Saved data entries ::
■ ■ ■ ■ ■

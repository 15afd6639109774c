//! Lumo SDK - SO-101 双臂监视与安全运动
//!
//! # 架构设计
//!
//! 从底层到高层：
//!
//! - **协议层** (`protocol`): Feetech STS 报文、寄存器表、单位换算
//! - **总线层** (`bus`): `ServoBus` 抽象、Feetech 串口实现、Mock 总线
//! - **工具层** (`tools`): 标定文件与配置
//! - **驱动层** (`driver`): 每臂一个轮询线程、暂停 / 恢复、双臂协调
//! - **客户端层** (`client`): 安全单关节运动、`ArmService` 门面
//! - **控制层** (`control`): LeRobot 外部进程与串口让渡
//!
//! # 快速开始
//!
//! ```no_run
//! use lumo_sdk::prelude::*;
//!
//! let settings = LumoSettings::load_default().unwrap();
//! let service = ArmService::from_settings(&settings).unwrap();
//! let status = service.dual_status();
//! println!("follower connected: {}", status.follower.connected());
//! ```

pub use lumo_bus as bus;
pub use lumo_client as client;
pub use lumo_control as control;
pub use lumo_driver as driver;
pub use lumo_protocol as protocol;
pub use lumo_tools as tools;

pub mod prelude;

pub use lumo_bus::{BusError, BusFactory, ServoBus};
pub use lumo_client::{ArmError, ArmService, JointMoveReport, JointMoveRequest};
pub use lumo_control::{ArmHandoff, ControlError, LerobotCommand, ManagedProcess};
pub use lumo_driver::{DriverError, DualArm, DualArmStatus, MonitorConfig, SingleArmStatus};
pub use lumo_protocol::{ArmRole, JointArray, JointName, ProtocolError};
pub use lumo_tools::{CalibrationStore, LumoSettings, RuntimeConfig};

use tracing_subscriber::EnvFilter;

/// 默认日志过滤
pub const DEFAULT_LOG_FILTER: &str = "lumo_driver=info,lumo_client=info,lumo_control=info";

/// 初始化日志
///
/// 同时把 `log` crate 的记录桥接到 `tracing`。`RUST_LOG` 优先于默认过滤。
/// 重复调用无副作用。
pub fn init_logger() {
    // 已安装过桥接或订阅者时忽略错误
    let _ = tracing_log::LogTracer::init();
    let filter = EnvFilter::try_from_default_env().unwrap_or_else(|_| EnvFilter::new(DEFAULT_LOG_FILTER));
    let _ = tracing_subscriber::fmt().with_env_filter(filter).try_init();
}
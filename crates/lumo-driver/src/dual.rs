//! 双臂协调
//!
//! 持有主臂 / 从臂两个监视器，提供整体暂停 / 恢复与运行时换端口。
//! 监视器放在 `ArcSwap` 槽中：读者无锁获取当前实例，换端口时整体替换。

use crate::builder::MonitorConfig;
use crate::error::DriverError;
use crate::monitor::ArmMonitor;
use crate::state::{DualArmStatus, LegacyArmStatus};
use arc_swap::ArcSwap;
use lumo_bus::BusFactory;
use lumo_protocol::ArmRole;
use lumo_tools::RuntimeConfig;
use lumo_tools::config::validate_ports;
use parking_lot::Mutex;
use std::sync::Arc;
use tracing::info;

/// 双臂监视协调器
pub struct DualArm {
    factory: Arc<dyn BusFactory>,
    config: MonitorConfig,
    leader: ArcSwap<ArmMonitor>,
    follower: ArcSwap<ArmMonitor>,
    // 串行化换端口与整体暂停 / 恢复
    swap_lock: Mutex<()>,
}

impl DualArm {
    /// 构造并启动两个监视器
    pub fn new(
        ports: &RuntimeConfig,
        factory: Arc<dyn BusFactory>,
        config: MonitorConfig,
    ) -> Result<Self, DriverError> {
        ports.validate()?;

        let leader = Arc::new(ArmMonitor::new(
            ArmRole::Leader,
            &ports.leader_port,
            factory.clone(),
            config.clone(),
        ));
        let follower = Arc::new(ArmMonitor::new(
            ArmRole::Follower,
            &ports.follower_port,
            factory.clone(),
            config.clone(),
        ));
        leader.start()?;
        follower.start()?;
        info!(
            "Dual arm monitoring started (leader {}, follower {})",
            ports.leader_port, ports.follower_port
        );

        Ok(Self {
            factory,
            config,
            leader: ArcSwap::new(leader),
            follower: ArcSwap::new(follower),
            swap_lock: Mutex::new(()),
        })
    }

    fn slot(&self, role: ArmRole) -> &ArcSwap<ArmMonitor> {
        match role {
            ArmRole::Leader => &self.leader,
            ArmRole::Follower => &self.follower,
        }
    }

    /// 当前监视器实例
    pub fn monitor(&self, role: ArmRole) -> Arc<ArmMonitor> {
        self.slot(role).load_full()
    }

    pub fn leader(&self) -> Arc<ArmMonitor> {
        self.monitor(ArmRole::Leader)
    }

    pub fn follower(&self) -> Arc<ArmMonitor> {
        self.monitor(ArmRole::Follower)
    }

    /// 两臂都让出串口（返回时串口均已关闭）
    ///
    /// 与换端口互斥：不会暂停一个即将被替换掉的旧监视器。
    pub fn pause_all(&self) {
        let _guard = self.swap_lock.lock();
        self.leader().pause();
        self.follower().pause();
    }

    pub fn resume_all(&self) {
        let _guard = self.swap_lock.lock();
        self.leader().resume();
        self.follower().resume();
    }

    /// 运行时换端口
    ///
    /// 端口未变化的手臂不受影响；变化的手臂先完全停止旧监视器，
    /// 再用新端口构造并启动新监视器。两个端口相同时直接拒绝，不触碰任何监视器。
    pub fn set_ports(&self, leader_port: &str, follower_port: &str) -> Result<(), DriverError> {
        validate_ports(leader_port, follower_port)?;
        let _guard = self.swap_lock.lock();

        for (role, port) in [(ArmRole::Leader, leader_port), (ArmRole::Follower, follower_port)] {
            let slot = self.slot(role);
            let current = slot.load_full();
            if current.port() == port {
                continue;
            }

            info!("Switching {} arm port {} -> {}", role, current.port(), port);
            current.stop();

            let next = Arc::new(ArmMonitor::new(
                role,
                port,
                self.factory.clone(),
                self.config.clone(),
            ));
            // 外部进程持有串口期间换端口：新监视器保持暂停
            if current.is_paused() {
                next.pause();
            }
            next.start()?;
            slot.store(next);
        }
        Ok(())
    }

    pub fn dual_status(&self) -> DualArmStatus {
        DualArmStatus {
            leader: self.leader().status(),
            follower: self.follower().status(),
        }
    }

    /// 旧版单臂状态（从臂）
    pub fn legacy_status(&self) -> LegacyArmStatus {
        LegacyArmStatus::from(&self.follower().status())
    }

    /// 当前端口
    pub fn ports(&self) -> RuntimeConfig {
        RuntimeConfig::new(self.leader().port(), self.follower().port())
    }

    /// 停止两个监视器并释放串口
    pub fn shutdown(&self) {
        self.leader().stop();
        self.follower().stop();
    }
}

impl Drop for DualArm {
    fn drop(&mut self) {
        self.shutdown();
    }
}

■ ■ ■ ■ ■

WORK REQUEST ::
Every line in the records above that contains the word "next" is to be copied out.

TASK ANSWER ::
            let next = Arc::new(ArmMonitor::new(
                next.pause();
            next.start()?;
            slot.store(next);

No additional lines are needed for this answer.